Although I have thought about taking half a pill
myself, I have been OK today. I am coping just about. Since Nutty’s cancer
diagnosis I have been wracked with sobbing many times in a day and I never know
when an emotional surge will come. I’ve stopped wearing mascara as there is no
point. The shadows beneath my eyes are black enough without adding streaked
makeup.
Boyfriend on a Short Fuse veers from being loving
and indispensable and shouty and abusive. I offered him half a Valium, thinking
it would calm him down as irritation was fizzing out of his ears and nostrils. Almost
instantly he was being sweet and kind. My God, I will have to order a shovel
load.
After a certain age I think there is no point
getting too hung up with special diets etc. If a pill or two helps you get
through the day, why on earth not? Now Shouty and I are over 50, how many good
years have we got left anyway? And look at Ronnie Wood, all the pills he has
taken over the years and OK, he looks fairly ravaged, but he doesn’t look half
bad for 96. And hello! What about Jo Wood? Glamorous and gorgeous, looks half
her age and she has had her share of this and that (though not for many years
according to her autobiography, which I thoroughly enjoyed, btw).
My God, sometimes I think it is hard enough just to
stay alive, I think these people who give up caffeine, alcohol and chocolate or
whatever must have nerves of steel. Isn’t life hard enough already? And how
long do they really want to live for anyway? Think of being `good’ all your
life and dying of cancer anyway. Nutty has had a wonderful dog diet for the
past 4 years since we adopted him on my Mother’s death, and look what has
happened to him. Organic veg, walks, love, love, love and still he succumbs to
the beastly disease. OK ,he is 15 so one might argue he has to die of something.
Today I have cried twice I think. That is less than
usual and my face is slightly less ravaged looking, although rather thin and
drawn. Despite copious amounts of pasta with cream and butter I cannot put on
weight. I wonder how these people on `special diets’ (about as special as a
`special bus’ which is not very special at all), don’t fade away into the
ether. Being thin after a certain age isn’t so great although women in the west
are weight obsessed. You have to choose between your face or your body, so they
say.
Back to the point in hand. We took Nutty to Richard
Allport, the homeopathic vet, today. He is a kind man (although his prices are
rather breath-taking at £80 a consultation), and one always leaves reassured, no
matter how bad the prognosis.
When he came to the reception to greet us his
expression was very grave, he later admitted, `I thought Nutty would be barely
able to walk but he is just the same as always’. My God, he was probably preparing to put him down ,now I think about it.
Nutty was perky, tail wagging, curious as ever. `Yes
the growth has got bigger since I saw him a month ago’, he admitted, ` but if
you can syringe enough water into his mouth he could survive months like this….

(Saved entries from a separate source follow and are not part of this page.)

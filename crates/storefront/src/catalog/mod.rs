//! Product catalog loading.
//!
//! # Architecture
//!
//! - Two backends behind one contract: a fixed static table and a
//!   published spreadsheet CSV export fetched with `reqwest`
//! - Loaded once per process and cached via `tokio::sync::OnceCell`;
//!   repeated calls return the same `Arc<Catalog>` without re-fetching
//! - Fail-fast: a malformed row or an unreachable source fails the whole
//!   load, the storefront never renders a partial catalog

pub mod sheet;
mod static_data;

use std::collections::HashSet;
use std::sync::Arc;

use thiserror::Error;
use tokio::sync::OnceCell;

use mercadito_core::Product;

use crate::config::CatalogConfig;

/// Errors that can occur while loading the catalog.
#[derive(Debug, Error)]
pub enum DataSourceError {
    /// HTTP fetch of the published export failed (network, timeout, or
    /// non-success status).
    #[error("HTTP error: {0}")]
    Http(#[from] reqwest::Error),

    /// CSV payload could not be parsed (missing column, bad field type).
    #[error("CSV error: {0}")]
    Csv(#[from] csv::Error),

    /// A data row is missing a required field.
    #[error("row {row}: missing required field `{field}`")]
    MissingField { row: usize, field: &'static str },

    /// A price cell is not a non-negative decimal.
    #[error("row {row}: invalid price `{value}`")]
    InvalidPrice { row: usize, value: String },

    /// Two rows share the same product id.
    #[error("duplicate product id `{id}`")]
    DuplicateId { id: String },
}

/// The loaded catalog: an ordered, immutable product list.
#[derive(Debug)]
pub struct Catalog {
    products: Vec<Product>,
}

impl Catalog {
    /// Build a catalog from loaded products, rejecting duplicate ids.
    pub fn new(products: Vec<Product>) -> Result<Self, DataSourceError> {
        let mut seen = HashSet::new();
        for product in &products {
            if !seen.insert(product.id.as_str()) {
                return Err(DataSourceError::DuplicateId {
                    id: product.id.to_string(),
                });
            }
        }
        Ok(Self { products })
    }

    /// Products in source order.
    #[must_use]
    pub fn products(&self) -> &[Product] {
        &self.products
    }

    /// Look up a product by id.
    #[must_use]
    pub fn find(&self, id: &str) -> Option<&Product> {
        self.products.iter().find(|p| p.id == *id)
    }

    /// Number of products.
    #[must_use]
    pub fn len(&self) -> usize {
        self.products.len()
    }

    /// Whether the catalog holds no products.
    #[must_use]
    pub fn is_empty(&self) -> bool {
        self.products.is_empty()
    }
}

/// Session-cached catalog loader.
///
/// Cheaply cloneable via `Arc`; the first successful `load` pins the
/// catalog for the process lifetime. A failed load is not cached, so the
/// next request retries the source.
#[derive(Clone)]
pub struct CatalogService {
    inner: Arc<CatalogServiceInner>,
}

struct CatalogServiceInner {
    config: CatalogConfig,
    client: reqwest::Client,
    loaded: OnceCell<Arc<Catalog>>,
}

impl CatalogService {
    /// Create a new catalog service for the configured backend.
    #[must_use]
    pub fn new(config: CatalogConfig) -> Self {
        Self {
            inner: Arc::new(CatalogServiceInner {
                config,
                client: reqwest::Client::new(),
                loaded: OnceCell::new(),
            }),
        }
    }

    /// Load the catalog, fetching the source on first call only.
    ///
    /// # Errors
    ///
    /// Returns `DataSourceError` if the source is unreachable or any row
    /// is malformed. No partial catalog is ever returned.
    pub async fn load(&self) -> Result<Arc<Catalog>, DataSourceError> {
        let catalog = self
            .inner
            .loaded
            .get_or_try_init(|| self.fetch())
            .await?;
        Ok(Arc::clone(catalog))
    }

    async fn fetch(&self) -> Result<Arc<Catalog>, DataSourceError> {
        let products = match &self.inner.config {
            CatalogConfig::Static => static_data::products(),
            CatalogConfig::Sheet { url, fetch_timeout } => {
                sheet::fetch(&self.inner.client, url, *fetch_timeout).await?
            }
        };

        let catalog = Catalog::new(products)?;
        tracing::info!(products = catalog.len(), "catalog loaded");
        Ok(Arc::new(catalog))
    }
}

From now on it is all about the nursing’.
Which made me feel better. The one thing I can do is
nurse him, my diary is clear, all I have to do at the moment is look after him.
That is Shouty and my biggest, most important duty. Nothing else matters more
to us than keeping the Beloved healthy and happy and alive for as long as
possible.
It was amusing driving to the vet. Usually Shouty is
rule obsessed, in all matters of bureaucracy. He has a working class dislike of
authority but a weird need to kow-tow to it too. Whereas generally I only
follow rules I can see the point of, usually I get away with quite a bit
because if you are nice to whoever catches you out, they usually let you off.
But on the way to the vet, he drives The Wrong Way Down a One Way Street! This
is most unusual. It was a quiet street and no danger really and meant we got to
our destination much quicker. But this was so unlike Shouty. Hurrah for the
Valium! I cheered. Shame I only have such a limited supply. I am going to send
him to the doctor to get some more, or the equivalent. It makes my life so much
easier.
I welled up a few times in the vet and once this
morning. There have been no bouts of uncontrollable sobbing, so it has been a
good day (for my face anyway). Talking to Richard helped me collect my
thoughts. I’ve been thinking a lot about bereavement and now realise that what
I’m going through isn’t unique or unusual. Nearly every sentient person with a
bit of a heart will go through one or several episodes of untrammelled grief
(surely). Every day I read of appalling tragedies and those affected pulling
through, somehow.
My night-time terror is that I will stay at this
level of unsustainable grief forever. Like when I have toothache or cystitis
(my two worst pains) I always fear that the pain will never be cured. But it is
always is sorted. I know emotional pain is unquantified but I have to trust
that one day Nutty will be dead but I will be living a good life, not slain by
grief.
So tonight I feel philosophical (it feels like I
have taken the Valium not Shouty).
But I am emotional and I don’t know when the terrors
will return. Terrors of the unknown, of being unable to live without the
creature I love more than anyone in the world. All that is uncharted territory.